Moved our data quality checks before the INSERT — here's what changed
Same pipeline breaking pattern for the third time in a row. Pipeline runs clean, dashboard is wrong in the morning. Someone upstream changed a field type, or a column started going null, or a new field showed up that nobody told us about. The existing checks (dbt tests, Great Expectations) only caught it after the data was already sitting in the warehouse. Two days of bad rows before anyone noticed.
I got tired of it.
We stuck a screening step between extract and load. Basically an API call that looks at the payload before it touches the database. Sends back PASS, WARN, or BLOCK depending on what it finds.
source → screen → PASS → load to warehouse
→ WARN → load + flag
→ BLOCK → dead letter queue
It checks for the usual stuff — null rates spiking, type mismatches (a field that was always numeric now has strings mixed in), schema changes (new fields, missing fields), duplicate rates, outlier counts. 18 checks total, single pass, comes back in under 10ms so it doesn't slow anything down.
The part that surprised me: the big wins aren't the obvious failures. Those you'd catch eventually. It's the slow drift. Null rates creeping up 2% per week. A field that's 97% numeric and 3% string.
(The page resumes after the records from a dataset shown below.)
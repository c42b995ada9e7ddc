use serde::{Deserialize, Serialize};
use std::collections::HashSet;
use std::fmt;
use thiserror::Error;

use crate::model::StepName;

//
// ─── ERRORS ────────────────────────────────────────────────────────────────────
//

#[derive(Debug, Error, Clone, PartialEq, Eq)]
#[non_exhaustive]
pub enum PipelineError {
    #[error("{0} phase must contain at least one step")]
    EmptyPhase(Phase),

    #[error("step names cannot be blank")]
    BlankStep,

    #[error("duplicate step name: {0}")]
    DuplicateStep(StepName),

    #[error("review gate {0} is not a pre-production step")]
    GateOutsidePre(StepName),
}

//
// ─── PHASE ─────────────────────────────────────────────────────────────────────
//

/// One of the two ordered step groups a lesson moves through.
#[derive(Debug, Clone, Copy, PartialEq, Eq, Hash, PartialOrd, Ord, Serialize, Deserialize)]
#[serde(rename_all = "camelCase")]
pub enum Phase {
    Pre,
    Post,
}

impl Phase {
    pub const ALL: [Phase; 2] = [Phase::Pre, Phase::Post];

    #[must_use]
    pub fn label(self) -> &'static str {
        match self {
            Phase::Pre => "pre-production",
            Phase::Post => "post-production",
        }
    }
}

impl fmt::Display for Phase {
    fn fmt(&self, f: &mut fmt::Formatter<'_>) -> fmt::Result {
        f.write_str(self.label())
    }
}

//
// ─── PIPELINE DEFINITION ───────────────────────────────────────────────────────
//

/// Static, read-only description of the production pipeline.
///
/// Holds the ordered pre- and post-production steps and the subset of
/// pre-production steps that act as review gates. Step order defines the
/// "next pending step" of a lesson, so it is preserved exactly as given.
///
/// # Examples
///
/// ```
/// # use lesson_core::pipeline::{Phase, PipelineDefinition};
/// let pipeline = PipelineDefinition::new(["Draft", "Review"], ["Publish"], ["Review"])?;
/// assert_eq!(pipeline.total_steps(), 3);
/// assert_eq!(pipeline.phase_of("Publish"), Some(Phase::Post));
/// assert!(pipeline.is_review_gate("Review"));
/// # Ok::<(), lesson_core::pipeline::PipelineError>(())
/// ```
#[derive(Debug, Clone, PartialEq, Eq)]
pub struct PipelineDefinition {
    pre: Vec<StepName>,
    post: Vec<StepName>,
    review_gates: Vec<StepName>,
}

impl PipelineDefinition {
    /// Build a pipeline from ordered step lists.
    ///
    /// # Errors
    ///
    /// - `EmptyPhase` if either phase has no steps
    /// - `BlankStep` if a step name is empty or whitespace
    /// - `DuplicateStep` if a name appears twice across both phases
    /// - `GateOutsidePre` if a review gate is not a pre-production step
    pub fn new<P, Q, G>(pre: P, post: Q, review_gates: G) -> Result<Self, PipelineError>
    where
        P: IntoIterator,
        P::Item: Into<StepName>,
        Q: IntoIterator,
        Q::Item: Into<StepName>,
        G: IntoIterator,
        G::Item: Into<StepName>,
    {
        let pre: Vec<StepName> = pre.into_iter().map(Into::into).collect();
        let post: Vec<StepName> = post.into_iter().map(Into::into).collect();
        let review_gates: Vec<StepName> = review_gates.into_iter().map(Into::into).collect();

        if pre.is_empty() {
            return Err(PipelineError::EmptyPhase(Phase::Pre));
        }
        if post.is_empty() {
            return Err(PipelineError::EmptyPhase(Phase::Post));
        }

        let mut seen = HashSet::new();
        for step in pre.iter().chain(post.iter()) {
            if step.as_str().trim().is_empty() {
                return Err(PipelineError::BlankStep);
            }
            if !seen.insert(step.as_str()) {
                return Err(PipelineError::DuplicateStep(step.clone()));
            }
        }

        if let Some(gate) = review_gates.iter().find(|gate| !pre.contains(*gate)) {
            return Err(PipelineError::GateOutsidePre(gate.clone()));
        }

        Ok(Self {
            pre,
            post,
            review_gates,
        })
    }

    /// The production checklist used by the team.
    #[must_use]
    pub fn standard() -> Self {
        Self {
            pre: to_steps(&STANDARD_PRE_STEPS),
            post: to_steps(&STANDARD_POST_STEPS),
            review_gates: to_steps(&STANDARD_REVIEW_GATES),
        }
    }

    #[must_use]
    pub fn steps(&self, phase: Phase) -> &[StepName] {
        match phase {
            Phase::Pre => &self.pre,
            Phase::Post => &self.post,
        }
    }

    #[must_use]
    pub fn pre_steps(&self) -> &[StepName] {
        &self.pre
    }

    #[must_use]
    pub fn post_steps(&self) -> &[StepName] {
        &self.post
    }

    #[must_use]
    pub fn review_gates(&self) -> &[StepName] {
        &self.review_gates
    }

    #[must_use]
    pub fn total_steps(&self) -> usize {
        self.pre.len() + self.post.len()
    }

    /// Every step in pipeline order, paired with its phase.
    pub fn ordered(&self) -> impl Iterator<Item = (Phase, &StepName)> {
        self.pre
            .iter()
            .map(|step| (Phase::Pre, step))
            .chain(self.post.iter().map(|step| (Phase::Post, step)))
    }

    /// Phase a step belongs to, or `None` for names outside the pipeline.
    #[must_use]
    pub fn phase_of(&self, step: &str) -> Option<Phase> {
        if self.pre.iter().any(|s| s.as_str() == step) {
            Some(Phase::Pre)
        } else if self.post.iter().any(|s| s.as_str() == step) {
            Some(Phase::Post)
        } else {
            None
        }
    }

    /// Position of a step in the combined pre ++ post ordering.
    #[must_use]
    pub fn position(&self, step: &str) -> Option<usize> {
        self.ordered().position(|(_, s)| s.as_str() == step)
    }

    #[must_use]
    pub fn is_review_gate(&self, step: &str) -> bool {
        self.review_gates.iter().any(|s| s.as_str() == step)
    }
}

impl Default for PipelineDefinition {
    fn default() -> Self {
        Self::standard()
    }
}

fn to_steps(names: &[&str]) -> Vec<StepName> {
    names.iter().copied().map(StepName::from).collect()
}

pub const STANDARD_PRE_STEPS: [&str; 13] = [
    "Kickoff",
    "Research",
    "Outline Draft",
    "Outline Review",
    "Slide Plan Draft",
    "Slide Plan Review",
    "Slide Production Request",
    "Slide Completion Check",
    "Script Draft",
    "Script Check",
    "Script Review",
    "Avatar Voice Request",
    "Avatar Voice Complete",
];

pub const STANDARD_POST_STEPS: [&str; 10] = [
    "Video Edit Request",
    "Video First Cut Check",
    "Video Final Approval",
    "Thumbnail Request",
    "Thumbnail Check",
    "Thumbnail Final",
    "Announcement Request",
    "Upload Request",
    "Upload Check",
    "Announcement Complete",
];

pub const STANDARD_REVIEW_GATES: [&str; 3] = ["Outline Review", "Slide Plan Review", "Script Review"];

//
// ─── TESTS ─────────────────────────────────────────────────────────────────────
//

#[cfg(test)]
mod tests {
    use super::*;

    #[test]
    fn standard_pipeline_is_valid() {
        let standard = PipelineDefinition::standard();
        let rebuilt = PipelineDefinition::new(
            STANDARD_PRE_STEPS,
            STANDARD_POST_STEPS,
            STANDARD_REVIEW_GATES,
        )
        .unwrap();
        assert_eq!(standard, rebuilt);
        assert_eq!(standard.total_steps(), 23);
    }

    #[test]
    fn rejects_empty_phase() {
        let err = PipelineDefinition::new(Vec::<&str>::new(), ["Publish"], Vec::<&str>::new())
            .unwrap_err();
        assert_eq!(err, PipelineError::EmptyPhase(Phase::Pre));

        let err = PipelineDefinition::new(["Draft"], Vec::<&str>::new(), Vec::<&str>::new())
            .unwrap_err();
        assert_eq!(err, PipelineError::EmptyPhase(Phase::Post));
    }

    #[test]
    fn rejects_duplicate_across_phases() {
        let err = PipelineDefinition::new(["Draft", "Check"], ["Check"], Vec::<&str>::new())
            .unwrap_err();
        assert_eq!(err, PipelineError::DuplicateStep(StepName::new("Check")));
    }

    #[test]
    fn rejects_blank_step() {
        let err = PipelineDefinition::new(["Draft", "  "], ["Publish"], Vec::<&str>::new())
            .unwrap_err();
        assert_eq!(err, PipelineError::BlankStep);
    }

    #[test]
    fn rejects_post_phase_gate() {
        let err = PipelineDefinition::new(["Draft"], ["Publish"], ["Publish"]).unwrap_err();
        assert_eq!(err, PipelineError::GateOutsidePre(StepName::new("Publish")));
    }

    #[test]
    fn ordered_walks_pre_then_post() {
        let pipeline = PipelineDefinition::new(["A", "B"], ["C"], Vec::<&str>::new()).unwrap();
        let order: Vec<_> = pipeline
            .ordered()
            .map(|(phase, step)| (phase, step.as_str().to_owned()))
            .collect();
        assert_eq!(
            order,
            vec![
                (Phase::Pre, "A".to_owned()),
                (Phase::Pre, "B".to_owned()),
                (Phase::Post, "C".to_owned()),
            ]
        );
        assert_eq!(pipeline.position("C"), Some(2));
        assert_eq!(pipeline.phase_of("Z"), None);
    }
}
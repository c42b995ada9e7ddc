use chrono::NaiveDate;
use serde::{Deserialize, Serialize};
use std::collections::BTreeMap;
use thiserror::Error;

use crate::model::field::{FieldValue, LessonField};
use crate::model::ids::{RowIndex, StepName};
use crate::pipeline::{Phase, PipelineDefinition};
use crate::progress::{compute_progress, Progress};

/// Completion flags of one phase, keyed by step name.
pub type StepMap = BTreeMap<StepName, bool>;

/// Placeholder used when a lesson has no assignee.
pub const UNASSIGNED: &str = "(unassigned)";

//
// ─── ERRORS ────────────────────────────────────────────────────────────────────
//

#[derive(Debug, Error, Clone, PartialEq, Eq)]
#[non_exhaustive]
pub enum LessonError {
    #[error("step {step} is not part of the {phase} phase")]
    UnknownStep { phase: Phase, step: StepName },

    #[error("step {0} is not part of the pipeline")]
    NotInPipeline(String),

    #[error("field {field} cannot hold this value")]
    FieldTypeMismatch { field: LessonField },
}

//
// ─── FIELDS ────────────────────────────────────────────────────────────────────
//

/// Scalar attributes of a lesson.
#[derive(Debug, Clone, Default, PartialEq, Eq, Serialize, Deserialize)]
#[serde(rename_all = "camelCase")]
pub struct LessonFields {
    pub assignee: String,
    pub title: String,
    pub start_date: Option<NaiveDate>,
    pub due_date: Option<NaiveDate>,
    pub release_date: Option<NaiveDate>,
}

//
// ─── LESSON ────────────────────────────────────────────────────────────────────
//

/// A lesson and its two-phase step-completion state.
///
/// `progress` is private and only written by [`Lesson::recompute_progress`],
/// which every step mutator calls before returning. Step maps always carry an
/// entry for every pipeline step of their phase (missing flags read as `false`).
#[derive(Debug, Clone, PartialEq, Eq, Serialize)]
#[serde(rename_all = "camelCase")]
pub struct Lesson {
    row_index: RowIndex,
    #[serde(flatten)]
    fields: LessonFields,
    pre_steps: StepMap,
    post_steps: StepMap,
    progress: Progress,
}

impl Lesson {
    /// Build a lesson from backend data, validating step names against the pipeline.
    ///
    /// # Errors
    ///
    /// Returns `LessonError::UnknownStep` if a map holds a step outside its phase.
    pub fn new(
        pipeline: &PipelineDefinition,
        row_index: RowIndex,
        fields: LessonFields,
        pre_steps: StepMap,
        post_steps: StepMap,
    ) -> Result<Self, LessonError> {
        let pre_steps = normalize_steps(pipeline, Phase::Pre, pre_steps)?;
        let post_steps = normalize_steps(pipeline, Phase::Post, post_steps)?;

        let mut lesson = Self {
            row_index,
            fields,
            pre_steps,
            post_steps,
            progress: Progress::default(),
        };
        lesson.recompute_progress(pipeline);
        Ok(lesson)
    }

    #[must_use]
    pub fn row_index(&self) -> RowIndex {
        self.row_index
    }

    #[must_use]
    pub fn fields(&self) -> &LessonFields {
        &self.fields
    }

    #[must_use]
    pub fn assignee(&self) -> &str {
        &self.fields.assignee
    }

    /// Assignee name, or [`UNASSIGNED`] when blank.
    #[must_use]
    pub fn assignee_key(&self) -> &str {
        let name = self.fields.assignee.trim();
        if name.is_empty() { UNASSIGNED } else { name }
    }

    #[must_use]
    pub fn title(&self) -> &str {
        &self.fields.title
    }

    #[must_use]
    pub fn start_date(&self) -> Option<NaiveDate> {
        self.fields.start_date
    }

    #[must_use]
    pub fn due_date(&self) -> Option<NaiveDate> {
        self.fields.due_date
    }

    #[must_use]
    pub fn release_date(&self) -> Option<NaiveDate> {
        self.fields.release_date
    }

    #[must_use]
    pub fn progress(&self) -> Progress {
        self.progress
    }

    #[must_use]
    pub fn steps(&self, phase: Phase) -> &StepMap {
        match phase {
            Phase::Pre => &self.pre_steps,
            Phase::Post => &self.post_steps,
        }
    }

    #[must_use]
    pub fn is_checked(&self, phase: Phase, step: &str) -> bool {
        self.steps(phase).get(step).copied().unwrap_or(false)
    }

    /// Current flag of a step in either phase, `None` if the step is unknown.
    #[must_use]
    pub fn step(&self, step: &str) -> Option<bool> {
        self.pre_steps
            .get(step)
            .or_else(|| self.post_steps.get(step))
            .copied()
    }

    /// Number of checked steps of a phase, counted over the pipeline's steps.
    #[must_use]
    pub fn checked_count(&self, pipeline: &PipelineDefinition, phase: Phase) -> usize {
        pipeline
            .steps(phase)
            .iter()
            .filter(|step| self.is_checked(phase, step.as_str()))
            .count()
    }

    #[must_use]
    pub fn any_checked(&self, phase: Phase) -> bool {
        self.steps(phase).values().any(|checked| *checked)
    }

    /// Set a step flag and recompute progress. Returns the previous flag.
    ///
    /// # Errors
    ///
    /// Returns `LessonError::NotInPipeline` if the step is unknown.
    pub fn set_step(
        &mut self,
        pipeline: &PipelineDefinition,
        step: &str,
        value: bool,
    ) -> Result<bool, LessonError> {
        let phase = pipeline
            .phase_of(step)
            .ok_or_else(|| LessonError::NotInPipeline(step.to_owned()))?;
        let map = match phase {
            Phase::Pre => &mut self.pre_steps,
            Phase::Post => &mut self.post_steps,
        };
        let previous = map.insert(StepName::new(step), value).unwrap_or(false);
        self.recompute_progress(pipeline);
        Ok(previous)
    }

    /// Current value of a scalar field.
    #[must_use]
    pub fn field(&self, field: LessonField) -> FieldValue {
        match field {
            LessonField::Assignee => FieldValue::Text(self.fields.assignee.clone()),
            LessonField::Title => FieldValue::Text(self.fields.title.clone()),
            LessonField::StartDate => FieldValue::Date(self.fields.start_date),
            LessonField::DueDate => FieldValue::Date(self.fields.due_date),
            LessonField::ReleaseDate => FieldValue::Date(self.fields.release_date),
        }
    }

    /// Replace a scalar field. Returns the previous value.
    ///
    /// Fields carry no step state, so progress is left untouched.
    ///
    /// # Errors
    ///
    /// Returns `LessonError::FieldTypeMismatch` if a text field receives a date or vice versa.
    pub fn set_field(
        &mut self,
        field: LessonField,
        value: FieldValue,
    ) -> Result<FieldValue, LessonError> {
        let previous = self.field(field);
        match (field, value) {
            (LessonField::Assignee, FieldValue::Text(text)) => self.fields.assignee = text,
            (LessonField::Title, FieldValue::Text(text)) => self.fields.title = text,
            (LessonField::StartDate, FieldValue::Date(date)) => self.fields.start_date = date,
            (LessonField::DueDate, FieldValue::Date(date)) => self.fields.due_date = date,
            (LessonField::ReleaseDate, FieldValue::Date(date)) => self.fields.release_date = date,
            (field, _) => return Err(LessonError::FieldTypeMismatch { field }),
        }
        Ok(previous)
    }

    /// Recompute the derived progress from the step maps.
    pub fn recompute_progress(&mut self, pipeline: &PipelineDefinition) {
        self.progress = compute_progress(pipeline, self);
    }

    #[must_use]
    pub fn is_complete(&self) -> bool {
        self.progress.overall == 100
    }
}

fn normalize_steps(
    pipeline: &PipelineDefinition,
    phase: Phase,
    mut given: StepMap,
) -> Result<StepMap, LessonError> {
    let mut steps = StepMap::new();
    for step in pipeline.steps(phase) {
        let checked = given.remove(step.as_str()).unwrap_or(false);
        steps.insert(step.clone(), checked);
    }
    if let Some((step, _)) = given.into_iter().next() {
        return Err(LessonError::UnknownStep { phase, step });
    }
    Ok(steps)
}

//
// ─── TESTS ─────────────────────────────────────────────────────────────────────
//
use std::collections::BTreeMap;

use lesson_core::model::{Lesson, StepName};
use lesson_core::pipeline::{Phase, PipelineDefinition};
use lesson_core::progress::next_pending_step;
use serde::Serialize;

/// Number of steps reported as bottlenecks.
pub const BOTTLENECK_LIMIT: usize = 3;

#[derive(Debug, Clone, PartialEq, Eq, Serialize)]
pub struct BottleneckStep {
    pub step: StepName,
    pub phase: Phase,
    pub count: usize,
}

/// Steps where the most in-progress lessons are waiting.
///
/// Only lessons with `0 < overall < 100` are counted, each at its next
/// pending step. Highest count first; ties keep pipeline order.
#[must_use]
pub fn compute_bottleneck_steps(
    pipeline: &PipelineDefinition,
    lessons: &[Lesson],
) -> Vec<BottleneckStep> {
    let mut by_position: BTreeMap<usize, BottleneckStep> = BTreeMap::new();

    for lesson in lessons {
        let overall = lesson.progress().overall;
        if overall == 0 || overall == 100 {
            continue;
        }
        let Some(next) = next_pending_step(pipeline, lesson) else {
            continue;
        };
        let position = pipeline.position(next.step.as_str()).unwrap_or(usize::MAX);
        by_position
            .entry(position)
            .or_insert_with(|| BottleneckStep {
                step: next.step,
                phase: next.phase,
                count: 0,
            })
            .count += 1;
    }

    let mut steps: Vec<BottleneckStep> = by_position.into_values().collect();
    steps.sort_by(|a, b| b.count.cmp(&a.count));
    steps.truncate(BOTTLENECK_LIMIT);
    steps
}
Nobody notices until it's been wrong for a month and your ML model has been training on garbage.
We baseline the schema on first run (SHA-256 fingerprint of field names + types), then compare every batch after that. Null rate baselines use exponential moving average so they adapt gradually. If your data legitimately changes over time, it doesn't keep firing. But if something jumps overnight, it catches it.
The tradeoff with EMA baselines: if your data has been broken for long enough, the baseline learns the broken state. Haven't fully solved that one yet. Manual reset works but it's not great.
Runs on Cloudflare Workers, so no data hits disk. Everything is in memory, only stores aggregate stats (fingerprints, null rates, type distributions).
Anyone else doing quality checks pre-storage? Most tooling I've seen is post-load. Curious if there's a pattern I'm missing or if everyone just lives with the "fix it after it breaks" approach.